Source records:

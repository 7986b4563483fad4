// src/handlers/order.rs
use axum::extract::{Path, State};
use axum::http::StatusCode;
use axum::Json;
use chrono::{DateTime, Utc};
use sqlx::SqlitePool;

use crate::dtos::order::{CreateOrderRequest, OrderItemResponse, OrderListItem, OrderResponse};
use crate::error::AppError;
use crate::models::order::{Order, OrderItem};
use crate::models::product::Product;
use crate::state::AppState;
use crate::validation::validate_payload;

pub async fn create_order(
    State(AppState { db_pool }): State<AppState>,
    Json(req): Json<CreateOrderRequest>,
) -> Result<(StatusCode, Json<OrderResponse>), AppError> {
    validate_payload(&req)?;

    // Start transaction: checks and writes must see the same stock
    let mut tx = db_pool.begin().await?;

    // Verify every item before any write. All-or-nothing: a single missing
    // product or short stock aborts the whole order.
    let mut line_items = Vec::new();
    let mut total: f64 = 0.0;

    for item in &req.items {
        let product = sqlx::query_as::<_, Product>(
            "SELECT id, sku, name, price, stock, created_at FROM products WHERE id = $1",
        )
        .bind(item.product_id)
        .fetch_optional(&mut *tx)
        .await?
        .ok_or_else(|| {
            AppError::validation(format!("Product with ID {} not found", item.product_id))
        })?;

        if product.stock < item.quantity {
            return Err(AppError::validation(format!(
                "Insufficient stock for product \"{}\". Available: {}, Requested: {}",
                product.name, product.stock, item.quantity
            )));
        }

        // Capture the unit price now; later product edits must not touch it
        total += item.quantity as f64 * product.price;
        line_items.push((product, item.quantity));
    }

    let order = sqlx::query_as::<_, Order>(
        "INSERT INTO orders (customer_name, notes, created_at)
         VALUES ($1, $2, $3)
         RETURNING id, customer_name, notes, created_at",
    )
    .bind(&req.customer_name)
    .bind(&req.notes)
    .bind(Utc::now())
    .fetch_one(&mut *tx)
    .await?;

    let mut item_responses = Vec::new();

    for (product, quantity) in line_items {
        let order_item = sqlx::query_as::<_, OrderItem>(
            "INSERT INTO order_items (order_id, product_id, quantity, unit_price)
             VALUES ($1, $2, $3, $4)
             RETURNING id, order_id, product_id, quantity, unit_price",
        )
        .bind(order.id)
        .bind(product.id)
        .bind(quantity)
        .bind(product.price)
        .fetch_one(&mut *tx)
        .await?;

        // Guarded decrement: if the stock read above is stale (concurrent
        // order, or the same product twice in this request), this matches no
        // row and the transaction rolls back instead of oversubscribing.
        let decremented = sqlx::query(
            "UPDATE products SET stock = stock - $1 WHERE id = $2 AND stock >= $1",
        )
        .bind(quantity)
        .bind(product.id)
        .execute(&mut *tx)
        .await?;

        if decremented.rows_affected() == 0 {
            let available: i64 = sqlx::query_scalar("SELECT stock FROM products WHERE id = $1")
                .bind(product.id)
                .fetch_one(&mut *tx)
                .await?;
            return Err(AppError::validation(format!(
                "Insufficient stock for product \"{}\". Available: {}, Requested: {}",
                product.name, available, quantity
            )));
        }

        item_responses.push(OrderItemResponse {
            id: order_item.id,
            product_id: product.id,
            product_name: product.name,
            product_sku: product.sku,
            quantity,
            unit_price: product.price,
            line_total: quantity as f64 * product.price,
        });
    }

    // Commit transaction
    tx.commit().await?;

    Ok((
        StatusCode::CREATED,
        Json(OrderResponse {
            id: order.id,
            customer_name: order.customer_name,
            notes: order.notes,
            created_at: order.created_at,
            items: item_responses,
            total,
        }),
    ))
}

pub async fn get_order(
    State(AppState { db_pool }): State<AppState>,
    Path(id): Path<i64>,
) -> Result<Json<OrderResponse>, AppError> {
    fetch_order_by_id(&db_pool, id).await.map(Json)
}

pub async fn list_orders(
    State(AppState { db_pool }): State<AppState>,
) -> Result<Json<Vec<OrderListItem>>, AppError> {
    let rows = sqlx::query_as::<_, (i64, String, Option<String>, DateTime<Utc>, i64, f64)>(
        r#"SELECT o.id, o.customer_name, o.notes, o.created_at,
                  COUNT(oi.id) AS total_items,
                  COALESCE(SUM(oi.quantity * oi.unit_price), 0.0) AS total
           FROM orders o
           LEFT JOIN order_items oi ON oi.order_id = o.id
           GROUP BY o.id, o.customer_name, o.notes, o.created_at
           ORDER BY o.created_at DESC, o.id DESC"#,
    )
    .fetch_all(&db_pool)
    .await?;

    Ok(Json(
        rows.into_iter()
            .map(|(id, customer_name, notes, created_at, total_items, total)| OrderListItem {
                id,
                customer_name,
                notes,
                created_at,
                total_items,
                total,
            })
            .collect(),
    ))
}

// Helper function to fetch full order details
async fn fetch_order_by_id(db_pool: &SqlitePool, id: i64) -> Result<OrderResponse, AppError> {
    let order = sqlx::query_as::<_, Order>(
        "SELECT id, customer_name, notes, created_at FROM orders WHERE id = $1",
    )
    .bind(id)
    .fetch_optional(db_pool)
    .await?
    .ok_or_else(|| AppError::not_found("Order not found"))?;

    let items_data = sqlx::query_as::<_, (i64, i64, String, String, i64, f64)>(
        r#"SELECT oi.id, oi.product_id, p.name AS product_name, p.sku AS product_sku,
                  oi.quantity, oi.unit_price
           FROM order_items oi
           JOIN products p ON oi.product_id = p.id
           WHERE oi.order_id = $1
           ORDER BY oi.id"#,
    )
    .bind(id)
    .fetch_all(db_pool)
    .await?;

    let mut total = 0.0;

    let items: Vec<OrderItemResponse> = items_data
        .into_iter()
        .map(|(item_id, product_id, product_name, product_sku, quantity, unit_price)| {
            let line_total = quantity as f64 * unit_price;
            total += line_total;

            OrderItemResponse {
                id: item_id,
                product_id,
                product_name,
                product_sku,
                quantity,
                unit_price,
                line_total,
            }
        })
        .collect();

    Ok(OrderResponse {
        id: order.id,
        customer_name: order.customer_name,
        notes: order.notes,
        created_at: order.created_at,
        items,
        total,
    })
}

* Exercise details:
The response must restate every entry word for word.

* Your solution:
repository 7986b4563483fad4
// src/handlers/order.rs
use axum::extract::{Path, State};
use axum::http::StatusCode;
use axum::Json;
use chrono::{DateTime, Utc};
use sqlx::SqlitePool;

use crate::dtos::order::{CreateOrderRequest, OrderItemResponse, OrderListItem, OrderResponse};
use crate::error::AppError;
use crate::models::order::{Order, OrderItem};
use crate::models::product::Product;
use crate::state::AppState;
use crate::validation::validate_payload;

pub async fn create_order(
    State(AppState { db_pool }): State<AppState>,
    Json(req): Json<CreateOrderRequest>,
) -> Result<(StatusCode, Json<OrderResponse>), AppError> {
    validate_payload(&req)?;

    // Start transaction: checks and writes must see the same stock
    let mut tx = db_pool.begin().await?;

    // Verify every item before any write. All-or-nothing: a single missing
    // product or short stock aborts the whole order.
    let mut line_items = Vec::new();
    let mut total: f64 = 0.0;

    for item in &req.items {
        let product = sqlx::query_as::<_, Product>(
            "SELECT id, sku, name, price, stock, created_at FROM products WHERE id = $1",
        )
        .bind(item.product_id)
        .fetch_optional(&mut *tx)
        .await?
        .ok_or_else(|| {
            AppError::validation(format!("Product with ID {} not found", item.product_id))
        })?;

        if product.stock < item.quantity {
            return Err(AppError::validation(format!(
                "Insufficient stock for product \"{}\". Available: {}, Requested: {}",
                product.name, product.stock, item.quantity
            )));
        }

        // Capture the unit price now; later product edits must not touch it
        total += item.quantity as f64 * product.price;
        line_items.push((product, item.quantity));
    }

    let order = sqlx::query_as::<_, Order>(
        "INSERT INTO orders (customer_name, notes, created_at)
         VALUES ($1, $2, $3)
         RETURNING id, customer_name, notes, created_at",
    )
    .bind(&req.customer_name)
    .bind(&req.notes)
    .bind(Utc::now())
    .fetch_one(&mut *tx)
    .await?;

    let mut item_responses = Vec::new();

    for (product, quantity) in line_items {
        let order_item = sqlx::query_as::<_, OrderItem>(
            "INSERT INTO order_items (order_id, product_id, quantity, unit_price)
             VALUES ($1, $2, $3, $4)
             RETURNING id, order_id, product_id, quantity, unit_price",
        )
        .bind(order.id)
        .bind(product.id)
        .bind(quantity)
        .bind(product.price)
        .fetch_one(&mut *tx)
        .await?;

        // Guarded decrement: if the stock read above is stale (concurrent
        // order, or the same product twice in this request), this matches no
        // row and the transaction rolls back instead of oversubscribing.
        let decremented = sqlx::query(
            "UPDATE products SET stock = stock - $1 WHERE id = $2 AND stock >= $1",
        )
        .bind(quantity)
        .bind(product.id)
        .execute(&mut *tx)
        .await?;

        if decremented.rows_affected() == 0 {
            let available: i64 = sqlx::query_scalar("SELECT stock FROM products WHERE id = $1")
                .bind(product.id)
                .fetch_one(&mut *tx)
                .await?;
            return Err(AppError::validation(format!(
                "Insufficient stock for product \"{}\". Available: {}, Requested: {}",
                product.name, available, quantity
            )));
        }

        item_responses.push(OrderItemResponse {
            id: order_item.id,
            product_id: product.id,
            product_name: product.name,
            product_sku: product.sku,
            quantity,
            unit_price: product.price,
            line_total: quantity as f64 * product.price,
        });
    }

    // Commit transaction
    tx.commit().await?;

    Ok((
        StatusCode::CREATED,
        Json(OrderResponse {
            id: order.id,
            customer_name: order.customer_name,
            notes: order.notes,
            created_at: order.created_at,
            items: item_responses,
            total,
        }),
    ))
}

pub async fn get_order(
    State(AppState { db_pool }): State<AppState>,
    Path(id): Path<i64>,
) -> Result<Json<OrderResponse>, AppError> {
    fetch_order_by_id(&db_pool, id).await.map(Json)
}

pub async fn list_orders(
    State(AppState { db_pool }): State<AppState>,
) -> Result<Json<Vec<OrderListItem>>, AppError> {
    let rows = sqlx::query_as::<_, (i64, String, Option<String>, DateTime<Utc>, i64, f64)>(
        r#"SELECT o.id, o.customer_name, o.notes, o.created_at,
                  COUNT(oi.id) AS total_items,
                  COALESCE(SUM(oi.quantity * oi.unit_price), 0.0) AS total
           FROM orders o
           LEFT JOIN order_items oi ON oi.order_id = o.id
           GROUP BY o.id, o.customer_name, o.notes, o.created_at
           ORDER BY o.created_at DESC, o.id DESC"#,
    )
    .fetch_all(&db_pool)
    .await?;

    Ok(Json(
        rows.into_iter()
            .map(|(id, customer_name, notes, created_at, total_items, total)| OrderListItem {
                id,
                customer_name,
                notes,
                created_at,
                total_items,
                total,
            })
            .collect(),
    ))
}

// Helper function to fetch full order details
async fn fetch_order_by_id(db_pool: &SqlitePool, id: i64) -> Result<OrderResponse, AppError> {
    let order = sqlx::query_as::<_, Order>(
        "SELECT id, customer_name, notes, created_at FROM orders WHERE id = $1",
    )
    .bind(id)
    .fetch_optional(db_pool)
    .await?
    .ok_or_else(|| AppError::not_found("Order not found"))?;

    let items_data = sqlx::query_as::<_, (i64, i64, String, String, i64, f64)>(
        r#"SELECT oi.id, oi.product_id, p.name AS product_name, p.sku AS product_sku,
                  oi.quantity, oi.unit_price
           FROM order_items oi
           JOIN products p ON oi.product_id = p.id
           WHERE oi.order_id = $1
           ORDER BY oi.id"#,
    )
    .bind(id)
    .fetch_all(db_pool)
    .await?;

    let mut total = 0.0;

    let items: Vec<OrderItemResponse> = items_data
        .into_iter()
        .map(|(item_id, product_id, product_name, product_sku, quantity, unit_price)| {
            let line_total = quantity as f64 * unit_price;
            total += line_total;

            OrderItemResponse {
                id: item_id,
                product_id,
                product_name,
                product_sku,
                quantity,
                unit_price,
                line_total,
            }
        })
        .collect();

    Ok(OrderResponse {
        id: order.id,
        customer_name: order.customer_name,
        notes: order.notes,
        created_at: order.created_at,
        items,
        total,
    })
}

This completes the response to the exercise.